While Bernanke points to a recession end inasmuch as the market is concerned, to many the recession isn't over while unemployment rates remain at record highs. The wealthy count on largely stock/real estate capital gains to fuel their spending. The return of the stock market to pre-correction levels is leading more travelers to discover that they can afford to breathe a sigh of relief at an opulent hotel after a tough last year.

Europeans are finding BEE's 5-star properties more affordable than ever with the Euro hitting a year high against the dollar.

Two Four Seasons hotels in Mexico saw a EBITDA decline of 82% in 2008 due to H1N1.

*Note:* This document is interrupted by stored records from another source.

use chrono::{DateTime, Utc};
use serde::{Deserialize, Serialize};
use serde_json::Value as JsonValue;
use sqlx::FromRow;
use uuid::Uuid;

#[derive(Debug, Clone, Serialize, Deserialize, FromRow)]
pub struct PracticeAttempt {
    pub id: Uuid,
    pub problem_id: Uuid,
    pub user_id: Uuid,
    pub session_id: Option<Uuid>,
    pub answer: JsonValue,
    pub language: Option<String>,
    pub score: i32,
    pub max_score: i32,
    pub passed: bool,
    pub points_earned: i32,
    pub time_taken: Option<i32>,
    pub attempt_number: i32,
    pub test_case_results: Option<JsonValue>,
    pub created_at: DateTime<Utc>,
}

/// Per-problem aggregate of a user's attempts.
#[derive(Debug, Clone, Default, Serialize, Deserialize, FromRow)]
pub struct AttemptSummary {
    pub problem_id: Uuid,
    pub attempt_count: i64,
    pub best_score: i32,
    pub best_max_score: i32,
    pub ever_passed: bool,
}
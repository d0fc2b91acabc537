use shared_types::PermissionId;
use std::time::Duration;

/// Errors raised while loading or mutating a list store
#[derive(Debug, Clone, PartialEq, thiserror::Error)]
pub enum StoreError {
    #[error("Failed to load: {0}")]
    LoadFailed(String),

    #[error("Load timed out after {0:?}")]
    Timeout(Duration),

    #[error("Entity {0} not found")]
    NotFound(i64),
}

/// Errors from the platform permissions collaborator
#[derive(Debug, Clone, PartialEq, thiserror::Error)]
pub enum PermissionError {
    #[error("Platform error for {permission}: {message}")]
    Platform {
        permission: PermissionId,
        message: String,
    },

    #[error("Platform did not answer within {0:?}")]
    Timeout(Duration),

    #[error("Platform returned no status for {0}")]
    MissingStatus(PermissionId),
}

/// Errors raised while dispatching a UI action
#[derive(Debug, thiserror::Error)]
pub enum ActionError {
    #[error("Invalid target: {0}")]
    InvalidTarget(String),

    #[error("Failed to open {uri}: {message}")]
    LaunchFailed { uri: String, message: String },

    #[error(transparent)]
    Permission(#[from] PermissionError),
}
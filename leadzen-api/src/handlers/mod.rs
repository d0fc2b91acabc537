pub mod call_logs;
pub mod contacts;
pub mod leads;
pub mod notes;
pub mod settings;

use actix_web::error::{ErrorGatewayTimeout, ErrorInternalServerError, ErrorNotFound};
use leadzen_core::source::{EntitySource, Page};
use leadzen_core::store::{EntityListStore, LoadOutcome};
use leadzen_core::{ListEntity, StoreError};

use crate::config::StoreConfig;

/// Maps a list-store failure to the matching HTTP error
pub(crate) fn store_error(e: StoreError) -> actix_web::Error {
    match e {
        StoreError::NotFound(_) => ErrorNotFound(e.to_string()),
        StoreError::Timeout(_) => ErrorGatewayTimeout(e.to_string()),
        StoreError::LoadFailed(_) => ErrorInternalServerError(e.to_string()),
    }
}

pub(crate) fn page(store: &StoreConfig, limit: Option<usize>, offset: Option<usize>) -> Page {
    Page::new(limit.unwrap_or(store.page_size), offset.unwrap_or(0))
}

/// Loads up to `scan_limit` rows into `store`. Filtering and paging happen on
/// the loaded view so totals count every match, not just one page.
pub(crate) async fn load_store<E, S>(
    store: &mut EntityListStore<E>,
    source: &S,
    config: &StoreConfig,
) -> actix_web::Result<()>
where
    E: ListEntity,
    S: EntitySource<E> + ?Sized,
{
    match store.load(source, Page::new(config.scan_limit, 0)).await {
        LoadOutcome::Failed(e) => Err(store_error(e)),
        _ => Ok(()),
    }
}
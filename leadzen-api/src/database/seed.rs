use crate::database::{call_logs, contacts, leads, AsyncDbConnection};
use anyhow::Result;
use shared_types::{
    CallDirection, CallOutcome, CallStatus, ContactCategory, CreateCallLogRequest,
    CreateContactRequest, CreateLeadRequest, LeadPriority, LeadStatus,
};

fn demo_lead(
    name: &str,
    company: &str,
    phone: &str,
    status: LeadStatus,
    priority: LeadPriority,
    value: f64,
) -> CreateLeadRequest {
    CreateLeadRequest {
        name: name.to_string(),
        email: Some(format!(
            "{}@{}.example",
            name.split_whitespace().next().unwrap_or(name).to_lowercase(),
            company.split_whitespace().next().unwrap_or(company).to_lowercase()
        )),
        phone: phone.to_string(),
        company: Some(company.to_string()),
        position: None,
        source: Some("demo".to_string()),
        status: Some(status),
        priority: Some(priority),
        value: Some(value),
        notes: None,
        tags: vec![],
    }
}

fn demo_contact(first: &str, last: &str, phone: &str, category: ContactCategory) -> CreateContactRequest {
    CreateContactRequest {
        first_name: first.to_string(),
        last_name: last.to_string(),
        email: None,
        phone: Some(phone.to_string()),
        company: None,
        position: None,
        address: None,
        notes: None,
        tags: vec![],
        category,
    }
}

/// Inserts demo data when the database has no leads yet. Returns whether anything was inserted.
pub async fn seed_demo_data(conn: AsyncDbConnection) -> Result<bool> {
    if leads::count_leads(conn.clone()).await? > 0 {
        tracing::info!("Database already seeded, skipping");
        return Ok(false);
    }

    let demo_leads = [
        demo_lead("Ananya Sharma", "Tata Digital", "+91 98200 11111", LeadStatus::New, LeadPriority::High, 250000.0),
        demo_lead("Rohit Verma", "Infosys", "+91 98200 22222", LeadStatus::Contacted, LeadPriority::Medium, 120000.0),
        demo_lead("Priya Nair", "Zoho", "+91 98200 33333", LeadStatus::Qualified, LeadPriority::Urgent, 480000.0),
        demo_lead("Karan Mehta", "Freshworks", "+91 98200 44444", LeadStatus::Proposal, LeadPriority::High, 300000.0),
        demo_lead("Sneha Rao", "Razorpay", "+91 98200 55555", LeadStatus::ClosedWon, LeadPriority::Low, 90000.0),
    ];

    let now = chrono::Utc::now().timestamp();
    for (i, request) in demo_leads.iter().enumerate() {
        let lead = leads::insert_lead(conn.clone(), request).await?;
        let started_at = now - (i as i64 + 1) * 3600;
        let (direction, outcome, duration) = match i % 3 {
            0 => (CallDirection::Outbound, Some(CallOutcome::MeetingScheduled), 420),
            1 => (CallDirection::Inbound, Some(CallOutcome::CallbackRequested), 95),
            _ => (CallDirection::Missed, None, 0),
        };
        call_logs::insert_call_log(
            conn.clone(),
            &CreateCallLogRequest {
                lead_id: Some(lead.id),
                phone_number: request.phone.clone(),
                contact_name: Some(lead.name.clone()),
                direction,
                status: if duration > 0 { CallStatus::Ended } else { CallStatus::NoAnswer },
                started_at,
                ended_at: Some(started_at + duration),
                duration,
                notes: None,
                outcome,
            },
        )
        .await?;
        leads::touch_last_contacted(conn.clone(), lead.id, started_at).await?;
    }

    let demo_contacts = [
        demo_contact("Vikram", "Singh", "+91 99000 10101", ContactCategory::Customer),
        demo_contact("Aisha", "Khan", "+91 99000 20202", ContactCategory::Prospect),
        demo_contact("Deepak", "Joshi", "+91 99000 30303", ContactCategory::Vendor),
        demo_contact("Lakshmi", "Iyer", "+91 99000 40404", ContactCategory::Partner),
    ];
    for request in &demo_contacts {
        contacts::insert_contact(conn.clone(), request).await?;
    }

    tracing::info!(
        "Seeded {} leads, {} calls and {} contacts",
        demo_leads.len(),
        demo_leads.len(),
        demo_contacts.len()
    );
    Ok(true)
}
use actix_web::{web, HttpResponse, Result as ActixResult};
use leadzen_core::filter::{CategorySelector, FilterPredicate};
use leadzen_core::phone::{extract_phone_from_caller_id, match_phone_to_leads};
use leadzen_core::store::{EntityListStore, ListOrder};
use shared_types::{
    CallLog, CallLogsResponse, CreateCallLogRequest, ErrorResponse, Lead, ListCallLogsRequest,
    PhoneMatchRequest,
};
use std::sync::Arc;

use super::{load_store, page};
use crate::config::StoreConfig;
use crate::database::{call_logs as call_logs_db, leads as leads_db, Database};
use crate::sources::DbSource;

pub async fn list_call_logs(
    db: web::Data<Arc<Database>>,
    store_config: web::Data<StoreConfig>,
    query: web::Query<ListCallLogsRequest>,
) -> ActixResult<HttpResponse> {
    let ListCallLogsRequest {
        search,
        direction,
        lead_id,
        limit,
        offset,
    } = query.into_inner();

    let source = DbSource::for_lead(db.async_connection.clone(), lead_id);
    let mut store: EntityListStore<CallLog> = EntityListStore::new()
        .with_order(ListOrder::MostRecentFirst)
        .with_load_timeout(store_config.load_timeout());

    load_store(&mut store, &source, &store_config).await?;

    store.set_predicate(FilterPredicate::new(
        search.unwrap_or_default(),
        CategorySelector::from(direction),
    ));

    Ok(HttpResponse::Ok().json(CallLogsResponse {
        call_logs: store
            .view_page(page(&store_config, limit, offset))
            .to_vec(),
        summary: store.summary(),
    }))
}

pub async fn create_call_log(
    db: web::Data<Arc<Database>>,
    request: web::Json<CreateCallLogRequest>,
) -> ActixResult<HttpResponse> {
    if !request.phone_number.chars().any(|c| c.is_ascii_digit()) {
        return Ok(HttpResponse::BadRequest().json(ErrorResponse {
            error: "Phone number must contain digits".to_string(),
        }));
    }

    let call = call_logs_db::insert_call_log(db.async_connection.clone(), &request)
        .await
        .map_err(|e| actix_web::error::ErrorInternalServerError(e.to_string()))?;

    if let Some(lead_id) = call.lead_id {
        if let Err(e) =
            leads_db::touch_last_contacted(db.async_connection.clone(), lead_id, call.started_at)
                .await
        {
            tracing::warn!("Failed to update last contact for lead {}: {}", lead_id, e);
        }
    }

    Ok(HttpResponse::Created().json(call))
}

/// Resolves an incoming number (or raw caller id) to known leads
pub async fn match_phone(
    db: web::Data<Arc<Database>>,
    store_config: web::Data<StoreConfig>,
    query: web::Query<PhoneMatchRequest>,
) -> ActixResult<HttpResponse> {
    let PhoneMatchRequest { phone } = query.into_inner();
    let phone = if phone.contains('<') {
        extract_phone_from_caller_id(&phone)
    } else {
        phone
    };

    let source = DbSource::new(db.async_connection.clone());
    let mut store: EntityListStore<Lead> =
        EntityListStore::new().with_load_timeout(store_config.load_timeout());
    load_store(&mut store, &source, &store_config).await?;

    Ok(HttpResponse::Ok().json(match_phone_to_leads(&phone, store.items())))
}

#[cfg(test)]
mod tests {
    use super::*;
    use crate::database::{seed, testing::temp_database};
    use actix_web::{test, App};

    macro_rules! app {
        ($db:expr) => {
            test::init_service(
                App::new()
                    .app_data(web::Data::new($db.clone()))
                    .app_data(web::Data::new(StoreConfig::default()))
                    .route("/api/calls", web::get().to(list_call_logs))
                    .route("/api/calls", web::post().to(create_call_log))
                    .route("/api/calls/match", web::get().to(match_phone)),
            )
            .await
        };
    }

    #[actix_web::test]
    async fn test_history_is_recent_first_with_summary() {
        let (_dir, db) = temp_database();
        seed::seed_demo_data(db.async_connection.clone()).await.unwrap();
        let db = Arc::new(db);
        let app = app!(db);

        let req = test::TestRequest::get().uri("/api/calls").to_request();
        let body: CallLogsResponse = test::call_and_read_body_json(&app, req).await;

        let started: Vec<i64> = body.call_logs.iter().map(|c| c.started_at).collect();
        let mut sorted = started.clone();
        sorted.sort_by(|a, b| b.cmp(a));
        assert_eq!(started, sorted);
        assert_eq!(body.summary.total_calls, 5);
        // Seeded outcomes: two meetings, two callbacks, one missed
        assert_eq!(body.summary.successful_calls, 2);
    }

    #[actix_web::test]
    async fn test_history_filters_by_direction() {
        let (_dir, db) = temp_database();
        seed::seed_demo_data(db.async_connection.clone()).await.unwrap();
        let db = Arc::new(db);
        let app = app!(db);

        let req = test::TestRequest::get()
            .uri("/api/calls?direction=missed")
            .to_request();
        let body: CallLogsResponse = test::call_and_read_body_json(&app, req).await;

        assert_eq!(body.call_logs.len(), 1);
        assert_eq!(body.summary.total_duration, 0);
    }

    #[actix_web::test]
    async fn test_match_incoming_caller_id() {
        let (_dir, db) = temp_database();
        seed::seed_demo_data(db.async_connection.clone()).await.unwrap();
        let db = Arc::new(db);
        let app = app!(db);

        let req = test::TestRequest::get()
            .uri("/api/calls/match?phone=9820033333")
            .to_request();
        let body: serde_json::Value = test::call_and_read_body_json(&app, req).await;

        assert_eq!(body["confidence"], "exact");
        assert_eq!(body["normalized_number"], "+919820033333");
        assert_eq!(body["best_match"]["name"], "Priya Nair");
    }

    #[actix_web::test]
    async fn test_create_rejects_number_without_digits() {
        let (_dir, db) = temp_database();
        let db = Arc::new(db);
        let app = app!(db);

        let req = test::TestRequest::post()
            .uri("/api/calls")
            .set_json(serde_json::json!({
                "phone_number": "unknown",
                "direction": "inbound",
                "status": "ended",
                "started_at": 1_700_000_000,
                "duration": 30
            }))
            .to_request();
        let resp = test::call_service(&app, req).await;

        assert_eq!(resp.status(), actix_web::http::StatusCode::BAD_REQUEST);
        let body: ErrorResponse = test::read_body_json(resp).await;
        assert_eq!(body.error, "Phone number must contain digits");
    }

    #[actix_web::test]
    async fn test_history_for_one_lead() {
        let (_dir, db) = temp_database();
        seed::seed_demo_data(db.async_connection.clone()).await.unwrap();
        let db = Arc::new(db);
        let app = app!(db);

        let req = test::TestRequest::get()
            .uri("/api/calls?lead_id=2")
            .to_request();
        let body: CallLogsResponse = test::call_and_read_body_json(&app, req).await;

        assert_eq!(body.call_logs.len(), 1);
        assert_eq!(body.call_logs[0].lead_id, Some(2));
        assert_eq!(body.summary.total_calls, 1);
    }

    #[actix_web::test]
    async fn test_summary_covers_every_call_past_the_page() {
        let (_dir, db) = temp_database();
        seed::seed_demo_data(db.async_connection.clone()).await.unwrap();
        let db = Arc::new(db);
        let app = app!(db);

        let req = test::TestRequest::get()
            .uri("/api/calls?limit=2")
            .to_request();
        let body: CallLogsResponse = test::call_and_read_body_json(&app, req).await;

        assert_eq!(body.call_logs.len(), 2);
        assert_eq!(body.summary.total_calls, 5);
    }
}
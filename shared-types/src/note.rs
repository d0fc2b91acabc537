use serde::{Deserialize, Serialize};
use ts_rs::TS;

#[derive(Debug, Clone, Copy, PartialEq, Eq, Hash, Serialize, Deserialize, TS)]
#[ts(export)]
#[serde(rename_all = "kebab-case")]
pub enum NoteTag {
    CallRelated,
    General,
    FollowUp,
    Custom,
}

impl NoteTag {
    pub fn as_str(&self) -> &'static str {
        match self {
            NoteTag::CallRelated => "call-related",
            NoteTag::General => "general",
            NoteTag::FollowUp => "follow-up",
            NoteTag::Custom => "custom",
        }
    }

    pub fn parse(s: &str) -> Option<Self> {
        match s {
            "call-related" => Some(NoteTag::CallRelated),
            "general" => Some(NoteTag::General),
            "follow-up" => Some(NoteTag::FollowUp),
            "custom" => Some(NoteTag::Custom),
            _ => None,
        }
    }

    pub fn label(&self) -> &'static str {
        match self {
            NoteTag::CallRelated => "Call Related",
            NoteTag::General => "General",
            NoteTag::FollowUp => "Follow Up",
            NoteTag::Custom => "Custom",
        }
    }
}

/// A note attached to a lead, optionally tied to one of its calls
#[derive(Debug, Clone, PartialEq, Serialize, Deserialize, TS)]
#[ts(export)]
pub struct Note {
    pub id: i64,
    pub lead_id: i64,
    pub call_log_id: Option<i64>,
    pub content: String,
    pub tag: NoteTag,
    pub created_by: String,
    pub created_at: i64,
    pub updated_at: i64,
}

#[derive(Debug, Clone, Deserialize, TS)]
#[ts(export)]
pub struct CreateNoteRequest {
    pub content: String,
    pub tag: Option<NoteTag>,
    pub created_by: Option<String>,
    pub call_log_id: Option<i64>,
}

/// Fields left out are kept as they are
#[derive(Debug, Clone, Default, Deserialize, TS)]
#[ts(export)]
pub struct UpdateNoteRequest {
    pub content: Option<String>,
    pub tag: Option<NoteTag>,
}

#[derive(Debug, Default, Deserialize, TS)]
#[ts(export)]
pub struct ListNotesRequest {
    pub search: Option<String>,
    pub tag: Option<NoteTag>,
}

#[derive(Debug, Serialize, Deserialize, TS)]
#[ts(export)]
pub struct NotesResponse {
    pub notes: Vec<Note>,
    pub total_count: usize,
}

#[cfg(test)]
mod tests {
    use super::*;

    #[test]
    fn test_tag_wire_names() {
        assert_eq!(
            serde_json::to_string(&NoteTag::CallRelated).unwrap(),
            "\"call-related\""
        );
        assert_eq!(NoteTag::parse("follow-up"), Some(NoteTag::FollowUp));
        assert_eq!(NoteTag::FollowUp.label(), "Follow Up");
        assert_eq!(NoteTag::parse("misc"), None);
    }
}
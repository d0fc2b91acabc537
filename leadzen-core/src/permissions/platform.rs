use async_trait::async_trait;
use shared_types::{PermissionId, PermissionStatus};

use crate::error::PermissionError;

/// Statuses in the order the platform reported them
pub type StatusReport = Vec<(PermissionId, PermissionStatus)>;

/// OS permission API (e.g. the Android runtime permission bridge)
#[async_trait]
pub trait PermissionPlatform: Send + Sync {
    async fn check(&self, permissions: &[PermissionId]) -> Result<StatusReport, PermissionError>;

    /// Shows the system dialog(s) and reports what the user chose
    async fn request(&self, permissions: &[PermissionId])
        -> Result<StatusReport, PermissionError>;

    async fn open_settings(&self) -> Result<(), PermissionError>;
}

pub(crate) fn status_for(
    report: &StatusReport,
    permission: &PermissionId,
) -> Result<PermissionStatus, PermissionError> {
    report
        .iter()
        .find(|(id, _)| id == permission)
        .map(|(_, status)| *status)
        .ok_or_else(|| PermissionError::MissingStatus(permission.clone()))
}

In the August conference call the CEO Laurence Geller points out that "an undesirable, and frankly, unfair luxury taint [was] caused by the government's comments earlier this year." The progressive US leadership has espoused a corporate direction of limited consumption under the heat of public furor over Wall St bonuses.

There are still a few question mark properties soon reaching their 2011 debt maturities. The Fairmont Chicago has formally been listed with a broker. The Intercontinental Prague may be brokered. The Hotel Del Coronado is purported to have "some great partners with KSL and KKR," opines James Mead, BEE CFO, in the August conference call, but still remains a cash flow concern.